God will use Gideon to do one of the great miracles in the Old Testament – the total destruction of the Midianite army of 135,000 men with an Israelite army of 300.

Many in the Christian community will say God can only use great faith. They will say God has not answered prayers because the petitioner did not have enough faith. They will require those suffering to have great faith when they are sick or bad things happen to them. Is this Biblical? Is this really what the Bible says?

We will start with the simple answer – no.

Small Faith is Real Faith

Jesus himself says that if we have small faith, we can do great things (Matt 17:20).

Peter, the one who would become the chief apostle, had small faith but still he became the second person ever to walk on water (Matt 14:29).
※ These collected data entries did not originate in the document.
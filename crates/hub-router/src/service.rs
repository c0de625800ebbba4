//! Router service
//!
//! This module provides the `RouterService`, which drains inbound messages
//! from the message bus and routes them one at a time in arrival order.

use std::sync::atomic::{AtomicBool, Ordering};
use std::sync::Arc;

use hub_event_bus::SharedMessageBus;
use tokio::sync::broadcast;
use tracing::{debug, info, warn};

use crate::router::{MessageOutcome, MessageRouter};

/// Runs a [`MessageRouter`] against the message bus
pub struct RouterService {
    /// Bus delivering inbound messages
    bus: SharedMessageBus,
    router: Arc<MessageRouter>,
    /// Running flag
    running: Arc<AtomicBool>,
    /// Shutdown signal sender
    shutdown_tx: broadcast::Sender<()>,
}

impl RouterService {
    pub fn new(bus: SharedMessageBus, router: Arc<MessageRouter>) -> Self {
        let (shutdown_tx, _) = broadcast::channel(1);

        Self {
            bus,
            router,
            running: Arc::new(AtomicBool::new(false)),
            shutdown_tx,
        }
    }

    pub fn router(&self) -> Arc<MessageRouter> {
        self.router.clone()
    }

    /// Start routing
    ///
    /// Subscribes before returning, so every message fired afterwards is
    /// routed.
    pub async fn start(&self) {
        if self.running.swap(true, Ordering::SeqCst) {
            warn!("Router service already running");
            return;
        }

        info!(namespace = %self.router.namespace(), "Starting router service");

        let mut message_rx = self.bus.subscribe_all();
        let mut shutdown_rx = self.shutdown_tx.subscribe();
        let router = self.router.clone();
        let running = self.running.clone();

        tokio::spawn(async move {
            loop {
                tokio::select! {
                    message_result = message_rx.recv() => {
                        match message_result {
                            Ok(message) => {
                                let outcome = router.handle(&message).await;
                                if let MessageOutcome::Ignored { reason } = &outcome {
                                    debug!(topic = %message.topic, reason = %reason, "Message ignored");
                                }
                            }
                            Err(broadcast::error::RecvError::Lagged(n)) => {
                                warn!("Router service lagged by {} messages", n);
                            }
                            Err(broadcast::error::RecvError::Closed) => {
                                info!("Message bus closed, stopping router service");
                                break;
                            }
                        }
                    }
                    _ = shutdown_rx.recv() => {
                        info!("Received shutdown signal");
                        break;
                    }
                }
            }

            router.scheduler().cancel_all().await;
            running.store(false, Ordering::SeqCst);
            info!("Router service stopped");
        });
    }

    /// Stop routing; pending delayed publishes are dropped
    pub fn stop(&self) {
        if !self.running.load(Ordering::SeqCst) {
            return;
        }

        info!("Stopping router service");
        let _ = self.shutdown_tx.send(());
    }

    pub fn is_running(&self) -> bool {
        self.running.load(Ordering::SeqCst)
    }
}
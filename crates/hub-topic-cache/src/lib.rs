//! Recent-value cache for the IoT hub
//!
//! This crate provides the RecentValueCache, the rule engine's "working
//! memory": the most recently received payload per topic, bounded to a fixed
//! number of topics. Eviction is strict FIFO on insertion order; updating a
//! topic that is already cached keeps its position.

use hub_core::TopicEntry;
use indexmap::IndexMap;
use std::sync::{Arc, Mutex, MutexGuard, PoisonError};
use tracing::{debug, instrument, trace};

/// Default number of topics kept in the cache
pub const DEFAULT_CACHE_CAPACITY: usize = 200;

/// What happened when an entry was put into the cache
#[derive(Debug, Clone, PartialEq)]
pub enum CacheUpdate {
    /// The topic was new and appended
    Inserted {
        /// Topic evicted to make room, if any
        evicted: Option<String>,
    },
    /// The topic was already cached and updated in place
    Updated {
        previous_payload: String,
        time_diff_ms: i64,
    },
}

/// Bounded map of the last-seen entry per topic
///
/// Keyed by the logical topic; lookups are exact, case-sensitive matches.
pub struct RecentValueCache {
    /// Entries in insertion order
    entries: Mutex<IndexMap<String, TopicEntry>>,
    capacity: usize,
}

impl RecentValueCache {
    /// Create a cache holding at most `capacity` topics
    pub fn new(capacity: usize) -> Self {
        Self {
            entries: Mutex::new(IndexMap::with_capacity(capacity + 1)),
            capacity: capacity.max(1),
        }
    }

    fn lock(&self) -> MutexGuard<'_, IndexMap<String, TopicEntry>> {
        self.entries.lock().unwrap_or_else(PoisonError::into_inner)
    }

    /// Upsert an entry by topic
    ///
    /// An existing topic is updated in place, recording the previous payload
    /// and the time since the previous receipt. A new topic is appended and
    /// the oldest-inserted topic is evicted on overflow.
    #[instrument(skip(self, entry), fields(topic = %entry.topic))]
    pub fn put(&self, mut entry: TopicEntry) -> CacheUpdate {
        let mut entries = self.lock();

        if let Some(existing) = entries.get_mut(&entry.topic) {
            let previous_payload = std::mem::take(&mut existing.payload);
            let time_diff_ms = (entry.date_of_receipt - existing.date_of_receipt).num_milliseconds();

            existing.previous_payload = Some(previous_payload.clone());
            existing.payload = entry.payload;
            existing.time_diff_ms = Some(time_diff_ms);
            existing.date_of_receipt = entry.date_of_receipt;
            existing.message_direction = entry.message_direction;
            existing.retain = entry.retain;
            existing.qos = entry.qos;
            existing.is_known = entry.is_known;
            existing.sender = entry.sender;

            trace!(time_diff_ms, "Updated cached topic");
            return CacheUpdate::Updated {
                previous_payload,
                time_diff_ms,
            };
        }

        entry.previous_payload = None;
        entry.time_diff_ms = None;
        entries.insert(entry.topic.clone(), entry);

        let mut evicted = None;
        while entries.len() > self.capacity {
            if let Some((topic, _)) = entries.shift_remove_index(0) {
                debug!(evicted = %topic, "Evicted oldest cached topic");
                evicted = Some(topic);
            }
        }

        CacheUpdate::Inserted { evicted }
    }

    /// Get the cached payload of a topic
    pub fn get(&self, topic: &str) -> Option<String> {
        self.lock().get(topic).map(|e| e.payload.clone())
    }

    /// Get the full cached entry of a topic
    pub fn get_entry(&self, topic: &str) -> Option<TopicEntry> {
        self.lock().get(topic).cloned()
    }

    /// Get the entry whose `namespace/project/topic` equals `name`
    pub fn get_by_full_qualified_topic(&self, name: &str) -> Option<TopicEntry> {
        self.lock()
            .values()
            .find(|e| e.full_qualified_topic() == name)
            .cloned()
    }

    /// Look up a payload by topic, then by fully-qualified topic
    pub fn lookup(&self, name: &str) -> Option<String> {
        let entries = self.lock();
        if let Some(entry) = entries.get(name) {
            return Some(entry.payload.clone());
        }
        entries
            .values()
            .find(|e| e.full_qualified_topic() == name)
            .map(|e| e.payload.clone())
    }

    /// Cached topics, oldest first
    pub fn topics(&self) -> Vec<String> {
        self.lock().keys().cloned().collect()
    }

    /// Snapshot of all entries, oldest first
    pub fn entries(&self) -> Vec<TopicEntry> {
        self.lock().values().cloned().collect()
    }

    pub fn len(&self) -> usize {
        self.lock().len()
    }

    pub fn is_empty(&self) -> bool {
        self.lock().is_empty()
    }

    pub fn capacity(&self) -> usize {
        self.capacity
    }

    pub fn clear(&self) {
        self.lock().clear();
    }
}

impl Default for RecentValueCache {
    fn default() -> Self {
        Self::new(DEFAULT_CACHE_CAPACITY)
    }
}

/// Thread-safe wrapper for RecentValueCache
pub type SharedRecentValueCache = Arc<RecentValueCache>;

#[cfg(test)]
mod tests {
    use super::*;
    use chrono::Duration;

    fn entry(topic: &str, payload: &str) -> TopicEntry {
        TopicEntry::new("home", "garden", topic, payload)
    }

    #[test]
    fn test_put_and_get() {
        let cache = RecentValueCache::default();
        assert_eq!(cache.capacity(), DEFAULT_CACHE_CAPACITY);

        cache.put(entry("Button1State", "1"));
        assert_eq!(cache.get("Button1State").as_deref(), Some("1"));
        assert!(cache.get("button1state").is_none());
    }

    #[test]
    fn test_update_in_place_keeps_position() {
        let cache = RecentValueCache::new(3);
        cache.put(entry("a", "1"));
        cache.put(entry("b", "1"));

        let mut update = entry("a", "2");
        update.date_of_receipt += Duration::milliseconds(250);
        let result = cache.put(update);

        match result {
            CacheUpdate::Updated {
                previous_payload,
                time_diff_ms,
            } => {
                assert_eq!(previous_payload, "1");
                assert!(time_diff_ms >= 250);
            }
            other => panic!("expected update, got {:?}", other),
        }

        assert_eq!(cache.topics(), vec!["a", "b"]);
        let cached = cache.get_entry("a").unwrap();
        assert_eq!(cached.payload, "2");
        assert_eq!(cached.previous_payload.as_deref(), Some("1"));
    }

    #[test]
    fn test_fifo_eviction_ignores_access_recency() {
        let cache = RecentValueCache::new(3);
        cache.put(entry("a", "1"));
        cache.put(entry("b", "2"));
        cache.put(entry("c", "3"));

        // Updating "a" does not make it younger
        cache.put(entry("a", "10"));
        let _ = cache.get("a");

        let result = cache.put(entry("d", "4"));
        assert_eq!(
            result,
            CacheUpdate::Inserted {
                evicted: Some("a".to_string())
            }
        );
        assert!(cache.get("a").is_none());
        assert_eq!(cache.len(), 3);
        assert_eq!(cache.topics(), vec!["b", "c", "d"]);
    }

    #[test]
    fn test_n_plus_one_inserts_evict_oldest() {
        let n = 10;
        let cache = RecentValueCache::new(n);
        for i in 0..=n {
            cache.put(entry(&format!("topic{}", i), "x"));
        }
        assert_eq!(cache.len(), n);
        assert!(cache.get("topic0").is_none());
        assert!(cache.get(&format!("topic{}", n)).is_some());
    }

    #[test]
    fn test_lookup_by_full_qualified_topic() {
        let cache = RecentValueCache::default();
        cache.put(entry("heatmap/index", "4"));

        assert_eq!(cache.lookup("heatmap/index").as_deref(), Some("4"));
        assert_eq!(
            cache.lookup("home/garden/heatmap/index").as_deref(),
            Some("4")
        );
        assert!(cache
            .get_by_full_qualified_topic("home/garden/heatmap/index")
            .is_some());
        assert!(cache.lookup("other/garden/heatmap/index").is_none());
    }
}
Peter obviously didn’t have great faith, even Jesus says so (Matt 14:31), yet he was able to walk on the water. God works great things through the faith of His people, whether that faith is great or small.

(A quick aside here of the utmost importance – Peter was able to walk on the water but not because he was special or had any kind of special abilities. The only reason he is able to walk on the water is that God enabled him to do so. We take away from the glory of God and make Peter a sort of god himself when we give Peter the credit for walking on the water. This is true for anyone else as well –  Abraham, Moses, Gideon, Peter – we must ascribe to God what is God’s.)
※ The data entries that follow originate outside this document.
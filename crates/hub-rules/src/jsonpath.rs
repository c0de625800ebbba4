//! JSON path lookups into payloads

use std::ops::Range;

use serde_json::Value;
use serde_json_path::JsonPath;
use tracing::debug;

/// Marker that starts an inline JSON path
pub const JSON_PATH_MARKER: &str = "$[";

/// Byte range of the first inline JSON path in `text`
///
/// The path starts at `$[` and runs over every directly following bracket
/// group (`$['a']['b']`) and dotted member (`$['a'].b`).
pub fn json_path_span(text: &str) -> Option<Range<usize>> {
    let start = text.find(JSON_PATH_MARKER)?;
    let bytes = text.as_bytes();
    let mut pos = start + 1;

    loop {
        match bytes.get(pos) {
            Some(b'[') => {
                let close = text[pos..].find(']')?;
                pos += close + 1;
            }
            Some(b'.') if matches!(bytes.get(pos + 1), Some(b) if b.is_ascii_alphabetic() || *b == b'_') => {
                pos += 1;
                while matches!(bytes.get(pos), Some(b) if b.is_ascii_alphanumeric() || *b == b'_') {
                    pos += 1;
                }
            }
            _ => break,
        }
    }
    Some(start..pos)
}

/// First node matched by `path` in the JSON document `json`
///
/// Invalid paths and non-JSON documents yield `None`.
pub fn first_match(path: &str, json: &str) -> Option<Value> {
    let document: Value = serde_json::from_str(json).ok()?;
    let path = match JsonPath::parse(path) {
        Ok(path) => path,
        Err(e) => {
            debug!(path, error = %e, "Invalid JSON path");
            return None;
        }
    };
    path.query(&document).first().cloned()
}

/// Path used for `Read('topic')['key']` indexers
///
/// Matches `key` on any child, so both `{"green": ..}` documents and
/// `[{"green": ..}, {"red": ..}]` arrays resolve.
pub fn index_path(key: &str) -> String {
    let escaped = key.replace('\\', "\\\\").replace('\'', "\\'");
    format!("$.*['{}']", escaped)
}

/// Look up `key` below the top level of `json`
///
/// A document that is itself an object holding `key` is checked first.
pub fn index(json: &str, key: &str) -> Option<Value> {
    let document: Value = serde_json::from_str(json).ok()?;
    if let Some(value) = document.as_object().and_then(|map| map.get(key)) {
        return Some(value.clone());
    }
    first_match(&index_path(key), json)
}

/// Text form of a matched node
///
/// Strings are returned raw, objects and arrays pretty-printed.
pub fn value_to_text(value: &Value) -> String {
    match value {
        Value::String(s) => s.clone(),
        Value::Object(_) | Value::Array(_) => {
            serde_json::to_string_pretty(value).unwrap_or_else(|_| value.to_string())
        }
        other => other.to_string(),
    }
}

#[cfg(test)]
mod tests {
    use super::*;
    use serde_json::json;

    #[test]
    fn test_json_path_span() {
        let text = "$['t'] > 55";
        assert_eq!(&text[json_path_span(text).unwrap()], "$['t']");

        let nested = "value: $['a']['b'].c end";
        assert_eq!(&nested[json_path_span(nested).unwrap()], "$['a']['b'].c");

        assert!(json_path_span("no path").is_none());
        assert!(json_path_span("$['open").is_none());
    }

    #[test]
    fn test_first_match() {
        let payload = r#"{"t": 18.7, "name": "boiler"}"#;
        assert_eq!(first_match("$['t']", payload), Some(json!(18.7)));
        assert_eq!(first_match("$['name']", payload), Some(json!("boiler")));
        assert_eq!(first_match("$['missing']", payload), None);
        assert_eq!(first_match("$['t']", "not json"), None);
        assert_eq!(first_match("$[[", payload), None);
    }

    #[test]
    fn test_index_array_of_objects() {
        let payload = r##"[{"red": "#FF0000"}, {"green": "#27F25E"}]"##;
        assert_eq!(index(payload, "green"), Some(json!("#27F25E")));
        assert_eq!(index(payload, "blue"), None);
    }

    #[test]
    fn test_index_object() {
        let payload = r#"{"green": {"r": 39, "g": 242, "b": 94}}"#;
        let value = index(payload, "green").unwrap();
        assert_eq!(value["g"], json!(242));
        assert!(value_to_text(&value).contains('\n'));
    }

    #[test]
    fn test_value_to_text() {
        assert_eq!(value_to_text(&json!("raw")), "raw");
        assert_eq!(value_to_text(&json!(18.7)), "18.7");
        assert_eq!(value_to_text(&json!(true)), "true");
        assert_eq!(value_to_text(&json!(null)), "null");
    }
}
We encounter people like Gideon and Peter, who had little faith but God worked great things through them. We also see there are people with great faith who are able to do the same.

Two people in the New Testament are called out for their great faith by Jesus: a centurion (Matt 8:5-13) and a Canaanite mother (Matt 15:21-28). In both cases, these people displayed their great faith, not by their deeds, but simply by speaking.
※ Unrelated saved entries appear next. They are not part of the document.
//! Known Topic Registry
//!
//! Tracks known topics per project and the payload history of topics that
//! keep one.

use std::collections::VecDeque;
use std::sync::atomic::{AtomicBool, Ordering};
use std::sync::Arc;

use async_trait::async_trait;
use dashmap::DashMap;
use hub_core::{KnownTopic, TopicHistory};
use serde::{Deserialize, Serialize};
use tracing::{debug, info, trace};

use crate::storage::{Storable, Storage, StorageResult};
use crate::store::{KnownTopicStore, StoreError, StoreResult};

/// Storage key for known topics
pub const STORAGE_KEY: &str = "hub.known_topics";
/// Storage key for topic history
pub const HISTORY_STORAGE_KEY: &str = "hub.topic_history";
/// Current storage version
pub const STORAGE_VERSION: u32 = 1;
/// Current minor version
pub const STORAGE_MINOR_VERSION: u32 = 1;

/// Default number of history entries kept per topic
pub const DEFAULT_HISTORY_PER_TOPIC: usize = 1000;

#[derive(Debug, Clone, Default, Serialize, Deserialize)]
pub struct KnownTopicRegistryData {
    pub known_topics: Vec<KnownTopic>,
}

impl Storable for KnownTopicRegistryData {
    const KEY: &'static str = STORAGE_KEY;
    const VERSION: u32 = STORAGE_VERSION;
    const MINOR_VERSION: u32 = STORAGE_MINOR_VERSION;
}

#[derive(Debug, Clone, Default, Serialize, Deserialize)]
pub struct TopicHistoryData {
    pub entries: Vec<TopicHistory>,
}

impl Storable for TopicHistoryData {
    const KEY: &'static str = HISTORY_STORAGE_KEY;
    const VERSION: u32 = STORAGE_VERSION;
    const MINOR_VERSION: u32 = STORAGE_MINOR_VERSION;
}

fn registry_key(project: &str, topic: &str) -> String {
    format!("{}/{}", project, topic)
}

/// Known Topic Registry
pub struct KnownTopicRegistry {
    storage: Option<Arc<Storage>>,

    /// Primary index: "project/topic" -> KnownTopic
    by_key: DashMap<String, Arc<KnownTopic>>,

    /// History per "project/topic", oldest first
    history: DashMap<String, VecDeque<TopicHistory>>,

    history_per_topic: usize,

    /// History changed since the last flush
    history_dirty: AtomicBool,
}

impl KnownTopicRegistry {
    /// Create a registry persisted to `storage`
    pub fn new(storage: Arc<Storage>) -> Self {
        Self {
            storage: Some(storage),
            by_key: DashMap::new(),
            history: DashMap::new(),
            history_per_topic: DEFAULT_HISTORY_PER_TOPIC,
            history_dirty: AtomicBool::new(false),
        }
    }

    /// Create a registry without persistence
    pub fn in_memory() -> Self {
        Self {
            storage: None,
            by_key: DashMap::new(),
            history: DashMap::new(),
            history_per_topic: DEFAULT_HISTORY_PER_TOPIC,
            history_dirty: AtomicBool::new(false),
        }
    }

    /// Limit the number of history entries kept per topic
    pub fn with_history_limit(mut self, history_per_topic: usize) -> Self {
        self.history_per_topic = history_per_topic.max(1);
        self
    }

    /// Load known topics and history from storage
    pub async fn load(&self) -> StorageResult<()> {
        let Some(storage) = &self.storage else {
            return Ok(());
        };

        if let Some(data) = storage.load::<KnownTopicRegistryData>().await? {
            info!("Loading {} known topics from storage", data.known_topics.len());
            for topic in data.known_topics {
                self.insert(topic);
            }
        }

        if let Some(data) = storage.load::<TopicHistoryData>().await? {
            debug!("Loading {} topic history entries", data.entries.len());
            for entry in data.entries {
                self.push_history(entry);
            }
        }
        Ok(())
    }

    /// Write all known topics to storage
    pub async fn persist(&self) -> StorageResult<()> {
        let Some(storage) = &self.storage else {
            return Ok(());
        };
        let mut known_topics: Vec<KnownTopic> =
            self.by_key.iter().map(|r| (**r.value()).clone()).collect();
        known_topics.sort_by(|a, b| {
            registry_key(&a.project_name, &a.topic).cmp(&registry_key(&b.project_name, &b.topic))
        });
        storage.save(&KnownTopicRegistryData { known_topics }).await?;
        debug!("Saved {} known topics to storage", self.by_key.len());
        Ok(())
    }

    /// Write topic history to storage if it changed since the last flush
    ///
    /// History is only kept in memory by [`KnownTopicStore::append_history`];
    /// call this periodically and on shutdown.
    pub async fn flush_history(&self) -> StorageResult<()> {
        let Some(storage) = &self.storage else {
            return Ok(());
        };
        if !self.history_dirty.swap(false, Ordering::SeqCst) {
            return Ok(());
        }
        let mut entries: Vec<TopicHistory> = self
            .history
            .iter()
            .flat_map(|r| r.value().iter().cloned().collect::<Vec<_>>())
            .collect();
        entries.sort_by_key(|e| e.date_received);
        debug!("Saving {} topic history entries", entries.len());
        if let Err(e) = storage.save(&TopicHistoryData { entries }).await {
            self.history_dirty.store(true, Ordering::SeqCst);
            return Err(e);
        }
        Ok(())
    }

    /// Insert or replace a known topic without persisting
    pub fn insert(&self, known_topic: KnownTopic) -> Arc<KnownTopic> {
        let key = registry_key(&known_topic.project_name, &known_topic.topic);
        let entry = Arc::new(known_topic);
        self.by_key.insert(key, Arc::clone(&entry));
        entry
    }

    fn push_history(&self, entry: TopicHistory) {
        let key = registry_key(&entry.project_name, &entry.topic);
        let mut history = self.history.entry(key).or_default();
        history.push_back(entry);
        while history.len() > self.history_per_topic {
            history.pop_front();
        }
    }

    pub fn get(&self, project: &str, topic: &str) -> Option<Arc<KnownTopic>> {
        self.by_key
            .get(&registry_key(project, topic))
            .map(|r| Arc::clone(r.value()))
    }

    /// History of a topic, oldest first
    pub fn history(&self, project: &str, topic: &str) -> Vec<TopicHistory> {
        self.history
            .get(&registry_key(project, topic))
            .map(|h| h.iter().cloned().collect())
            .unwrap_or_default()
    }

    pub fn remove(&self, project: &str, topic: &str) -> Option<Arc<KnownTopic>> {
        self.by_key
            .remove(&registry_key(project, topic))
            .map(|(_, t)| t)
    }

    pub fn len(&self) -> usize {
        self.by_key.len()
    }

    pub fn is_empty(&self) -> bool {
        self.by_key.is_empty()
    }

    pub fn iter(&self) -> impl Iterator<Item = Arc<KnownTopic>> + '_ {
        self.by_key.iter().map(|r| Arc::clone(r.value()))
    }
}

#[async_trait]
impl KnownTopicStore for KnownTopicRegistry {
    async fn get_by_name(
        &self,
        project: Option<&str>,
        topic: &str,
    ) -> StoreResult<Option<KnownTopic>> {
        if let Some(project) = project {
            return Ok(self.get(project, topic).map(|t| (*t).clone()));
        }

        // A fully-qualified match wins over a bare topic name; ties go to the
        // lowest "project/topic" key.
        let found = self
            .by_key
            .iter()
            .filter_map(|r| {
                let known_topic = r.value();
                let rank = if known_topic.full_qualified_topic() == topic {
                    0
                } else if known_topic.topic == topic {
                    1
                } else {
                    return None;
                };
                Some((rank, r.key().clone(), Arc::clone(known_topic)))
            })
            .min_by(|a, b| (a.0, &a.1).cmp(&(b.0, &b.1)))
            .map(|(_, _, known_topic)| (*known_topic).clone());
        Ok(found)
    }

    async fn save(&self, known_topic: &KnownTopic) -> StoreResult<()> {
        if known_topic.topic.is_empty() {
            return Err(StoreError::Invalid {
                entity: "known topic",
                reason: "topic cannot be empty".to_string(),
            });
        }
        trace!(topic = %known_topic.topic, "Saving known topic");
        self.insert(known_topic.clone());
        self.persist().await?;
        Ok(())
    }

    async fn append_history(&self, entry: TopicHistory) -> StoreResult<()> {
        self.push_history(entry);
        self.history_dirty.store(true, Ordering::SeqCst);
        Ok(())
    }
}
Faith isn’t Always About what we Do

We expect people of great faith to be those who perform miracles, but God sees into the heart and in the case of faith, He can see who those with great faith are, regardless of what they do.

The reality is, those with great faith will always display their great faith by either word or deed.

This is true of the Centurion and the Canaanite mother. They displayed their faith with their words. Their faith is what brought the healing of the mother’s daughter and the centurion’s servant. Jesus performed a miracle of healing and he does it through the great faith of these two people.

Abraham had great faith for something he didn’t do: sacrifice his son. God sees the great faith necessary for Abraham to believe that through his son Isaac, God has promised descendants as numerous as the stars in the heavens and the grains of sand on the shore.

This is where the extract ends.